Whether it’s medical or recreational, since 2012, 10 states have allowed the legalization of recreational marijuana but that doesn’t mean the laws are the same in each state. Here’s a list of the states where marijuana legalization has taken place as well as a general summary of each state’s law.

  • Alaska. In 2014, recreational weed was legalized in Alaska. The law for marijuana is very similar to laws for alcohol. You have to be 21 or older and present your ID to buy it or have it in your possession, and you can only get it from a licensed dealer. Alaskans can also grow up to six plants at home with three flowering at any one time.
  • California. In 1996, California became the first state to legalize medical marijuana but it took until 2016 for recreational weed to find its way to the Golden State. Californians can carry up to one ounce of weed, up to eight ounces of concentrated cannabis, and as many as six plants at home.
  • Colorado. Colorado was one of the first states to legalize weed back in 2012. Different counties and municipalities are able to pass stricter laws if they prefer but state law permits adults to possess an ounce of marijuana and grow as many as six plants at home.
  • Maine. Recreational weed has been legal in Maine since 2016. Residents can have up to 2.5 ounces of marijuana total which can include up to five grams of concentrate. At home, they can have up to six flowering plants as well as 12 immature plants.
  • Massachusetts. Recreational pot became legal in Massachusetts in 2016 but is still prohibited on federal or public land. People can have up to 10 ounces at home but quantities over 1 ounce have to be locked up. They can also grow up to six plants at home.
  • Michigan. Since late 2018, Michigan has been the only state in the Midwest to approve the legalization of marijuana. Residents can carry up to 2.5 ounces of pot and have as many as 12 plants in their home, as long as they are kept out of the public eye. 
  • Nevada. State law was changed in 2016. Residents of Nevada can possess up to an ounce of pot or a ⅛ ounce of concentrated pot without law enforcement intervening. They’re also allowed to grow up to six plants per person or 12 plants in each household.
  • Oregon. Since 2014, Oregon state law allows residents to possess up to one ounce when in public. They can also keep up to eight ounces at home as well as four marijuana plants.
  • Vermont. What’s special about Vermont is that it became the first state where recreational weed was done through the legislature instead of putting a ballot measure directly to the citizens. Since January 2018, residents are allowed to carry up to one ounce of weed. They can also have two mature plants and four seedlings in their homes.
  • Washington. Like Colorado, Washington state also legalized recreational marijuana in 2012. Adults can buy up to one ounce of marijuana buds. They can also purchase up to 16 ounces of edibles, 72 ounces of liquid form, and 7 grams of concentrates.
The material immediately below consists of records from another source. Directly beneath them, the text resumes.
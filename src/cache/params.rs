//! Query Parameter Module
//!
//! Normalizes the different shapes callers use for query parameters into a
//! single ordered sequence of `(name, value)` pairs.

use std::collections::{BTreeMap, HashMap};
use std::fmt;
use std::hash::BuildHasher;

use serde::{Deserialize, Serialize};
use serde_json::{Map, Value};
use url::form_urlencoded;

use crate::error::{CacheError, Result};

// == Query Params ==
/// Canonical, ordered parameter sequence used for cache key comparison.
///
/// Order is kept for display and serialization only; equality between two
/// parameter sets is decided by [`are_basically_equal`](super::are_basically_equal).
#[derive(Debug, Clone, Default, PartialEq, Serialize, Deserialize)]
#[serde(from = "Map<String, Value>", into = "Map<String, Value>")]
pub struct QueryParams {
    pairs: Vec<(String, Value)>,
}

impl QueryParams {
    // == Constructor ==
    /// Creates an empty parameter sequence.
    pub fn new() -> Self {
        Self::default()
    }

    // == Push ==
    /// Appends a pair, keeping any earlier pair with the same name.
    pub fn push(&mut self, name: impl Into<String>, value: impl Into<Value>) {
        self.pairs.push((name.into(), value.into()));
    }

    /// Builder form of [`push`](Self::push).
    pub fn with(mut self, name: impl Into<String>, value: impl Into<Value>) -> Self {
        self.push(name, value);
        self
    }

    // == Get ==
    /// Returns the value of the first pair named `name`.
    pub fn get(&self, name: &str) -> Option<&Value> {
        self.pairs
            .iter()
            .find(|(key, _)| key == name)
            .map(|(_, value)| value)
    }

    /// Iterates over parameter names in insertion order.
    pub fn names(&self) -> impl Iterator<Item = &str> {
        self.pairs.iter().map(|(key, _)| key.as_str())
    }

    /// Iterates over `(name, value)` pairs in insertion order.
    pub fn iter(&self) -> impl Iterator<Item = (&str, &Value)> {
        self.pairs.iter().map(|(key, value)| (key.as_str(), value))
    }

    pub fn len(&self) -> usize {
        self.pairs.len()
    }

    pub fn is_empty(&self) -> bool {
        self.pairs.is_empty()
    }
}

impl<K: Into<String>, V: Into<Value>> FromIterator<(K, V)> for QueryParams {
    fn from_iter<I: IntoIterator<Item = (K, V)>>(iter: I) -> Self {
        Self {
            pairs: iter
                .into_iter()
                .map(|(key, value)| (key.into(), value.into()))
                .collect(),
        }
    }
}

impl From<Map<String, Value>> for QueryParams {
    fn from(map: Map<String, Value>) -> Self {
        map.into_iter().collect()
    }
}

/// Reads params from JSON: an object, a url-encoded query string, or a list
/// of `[name, value]` pairs. Any other shape is rejected rather than read as
/// "no params".
impl TryFrom<Value> for QueryParams {
    type Error = CacheError;

    fn try_from(value: Value) -> Result<Self> {
        match value {
            Value::Object(map) => Ok(map.into()),
            Value::String(query) => Ok(MultiParams::parse(&query).to_query_params()),
            Value::Array(items) => items.into_iter().map(pair_from_json).collect(),
            other => Err(CacheError::InvalidRequest(format!(
                "params must be an object, a query string or [name, value] pairs, got {}",
                other
            ))),
        }
    }
}

fn pair_from_json(item: Value) -> Result<(String, Value)> {
    if let Value::Array(pair) = &item {
        let mut parts = pair.iter();
        if let (Some(Value::String(name)), Some(value), None) =
            (parts.next(), parts.next(), parts.next())
        {
            return Ok((name.clone(), value.clone()));
        }
    }
    Err(CacheError::InvalidRequest(format!(
        "param pairs must be [name, value] with a string name, got {}",
        item
    )))
}

impl From<QueryParams> for Map<String, Value> {
    fn from(params: QueryParams) -> Self {
        let mut map = Map::new();
        for (key, value) in params.pairs {
            // First pair wins, matching `QueryParams::get`
            map.entry(key).or_insert(value);
        }
        map
    }
}

/// Renders the params as a query string (`a=1&b=x`).
impl fmt::Display for QueryParams {
    fn fmt(&self, f: &mut fmt::Formatter<'_>) -> fmt::Result {
        let mut serializer = form_urlencoded::Serializer::new(String::new());
        for (key, value) in self.iter() {
            match value {
                Value::String(s) => serializer.append_pair(key, s),
                Value::Null => serializer.append_key_only(key),
                other => serializer.append_pair(key, &other.to_string()),
            };
        }
        write!(f, "{}", serializer.finish())
    }
}

// == Multi Params ==
/// Multi-valued parameter container where each name may carry several values.
#[derive(Debug, Clone, Default, PartialEq, Eq)]
pub struct MultiParams {
    entries: Vec<(String, Vec<String>)>,
}

impl MultiParams {
    pub fn new() -> Self {
        Self::default()
    }

    // == Parse ==
    /// Parses a url-encoded query string. A leading `?` is ignored.
    pub fn parse(query: &str) -> Self {
        let query = query.strip_prefix('?').unwrap_or(query);
        let mut params = Self::new();
        for (key, value) in form_urlencoded::parse(query.as_bytes()) {
            params.append(key, value);
        }
        params
    }

    // == Append ==
    /// Adds a value under `name`, after any values already present.
    pub fn append(&mut self, name: impl Into<String>, value: impl Into<String>) {
        let name = name.into();
        let value = value.into();
        match self.entries.iter_mut().find(|(key, _)| *key == name) {
            Some((_, values)) => values.push(value),
            None => self.entries.push((name, vec![value])),
        }
    }

    /// Builder form of [`append`](Self::append).
    pub fn with(mut self, name: impl Into<String>, value: impl Into<String>) -> Self {
        self.append(name, value);
        self
    }

    // == Get ==
    /// Returns the first value stored under `name`.
    pub fn get(&self, name: &str) -> Option<&str> {
        self.get_all(name).and_then(|values| values.first()).map(String::as_str)
    }

    pub fn get_all(&self, name: &str) -> Option<&[String]> {
        self.entries
            .iter()
            .find(|(key, _)| key == name)
            .map(|(_, values)| values.as_slice())
    }

    pub fn keys(&self) -> impl Iterator<Item = &str> {
        self.entries.iter().map(|(key, _)| key.as_str())
    }

    pub fn is_empty(&self) -> bool {
        self.entries.is_empty()
    }

    /// One pair per key. Only the first value of each key is surfaced.
    pub fn to_query_params(&self) -> QueryParams {
        self.keys()
            .filter_map(|key| self.get(key).map(|value| (key, value)))
            .collect()
    }
}

// == Param Source ==
/// Anything that can be normalized into [`QueryParams`].
///
/// Returning `None` means "no params at all", which is kept distinct from an
/// empty sequence.
pub trait ParamSource {
    fn into_query_params(self) -> Option<QueryParams>;
}

impl ParamSource for QueryParams {
    fn into_query_params(self) -> Option<QueryParams> {
        Some(self)
    }
}

impl ParamSource for &QueryParams {
    fn into_query_params(self) -> Option<QueryParams> {
        Some(self.clone())
    }
}

impl<P: ParamSource> ParamSource for Option<P> {
    fn into_query_params(self) -> Option<QueryParams> {
        self.and_then(ParamSource::into_query_params)
    }
}

impl ParamSource for &MultiParams {
    fn into_query_params(self) -> Option<QueryParams> {
        Some(self.to_query_params())
    }
}

impl ParamSource for MultiParams {
    fn into_query_params(self) -> Option<QueryParams> {
        (&self).into_query_params()
    }
}

impl ParamSource for Map<String, Value> {
    fn into_query_params(self) -> Option<QueryParams> {
        Some(self.into())
    }
}

/// `null` means no params. Shapes that cannot be read as params also yield
/// `None`; use `QueryParams::try_from` where those must be rejected.
impl ParamSource for Value {
    fn into_query_params(self) -> Option<QueryParams> {
        match self {
            Value::Null => None,
            other => QueryParams::try_from(other).ok(),
        }
    }
}

/// Treated as a url-encoded query string.
impl ParamSource for &str {
    fn into_query_params(self) -> Option<QueryParams> {
        MultiParams::parse(self).into_query_params()
    }
}

impl<K: Into<String>, V: Into<Value>> ParamSource for Vec<(K, V)> {
    fn into_query_params(self) -> Option<QueryParams> {
        Some(self.into_iter().collect())
    }
}

impl<K: Into<String>, V: Into<Value>, const N: usize> ParamSource for [(K, V); N] {
    fn into_query_params(self) -> Option<QueryParams> {
        Some(self.into_iter().collect())
    }
}

impl<K: Into<String>, V: Into<Value>> ParamSource for BTreeMap<K, V> {
    fn into_query_params(self) -> Option<QueryParams> {
        Some(self.into_iter().collect())
    }
}

impl<K: Into<String>, V: Into<Value>, S: BuildHasher> ParamSource for HashMap<K, V, S> {
    fn into_query_params(self) -> Option<QueryParams> {
        Some(self.into_iter().collect())
    }
}

// == Normalize ==
/// Normalizes any supported parameter source.
pub fn normalize(source: impl ParamSource) -> Option<QueryParams> {
    source.into_query_params()
}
Do States Benefit from Legalizing Marijuana?

Yes, the economic benefits for states that have legalized marijuana have been fairly significant. The impact on tax revenue has been particularly significant. In 2015, marijuana sales in Colorado totaled nearly a billion dollars with the state collecting taxes and fees or more than $135 million.

The possibility of this substantial boost in revenue has been the motivation for a lot of states to move ahead with legalization. There are also boosts to the economy in the form of new business and jobs, not only from nurseries and dispensaries but also from secondary businesses needed to service the new industry like developers, construction companies, and marketing and design firms.

It’s also important to think about how much money will be saved by legalizing weed. Drug enforcement costs would go down as would court costs. Plus, because there would be fewer people jailed for marijuana offenses, it would also save money within the prison system.

Looking Toward the Future

There’s no way to say for sure if the rest of the states will follow along and explore legalized weed. It’s also unclear if federal law will ever catch up. That said, there are real economic benefits to legal recreational weed which is why state laws change so rapidly.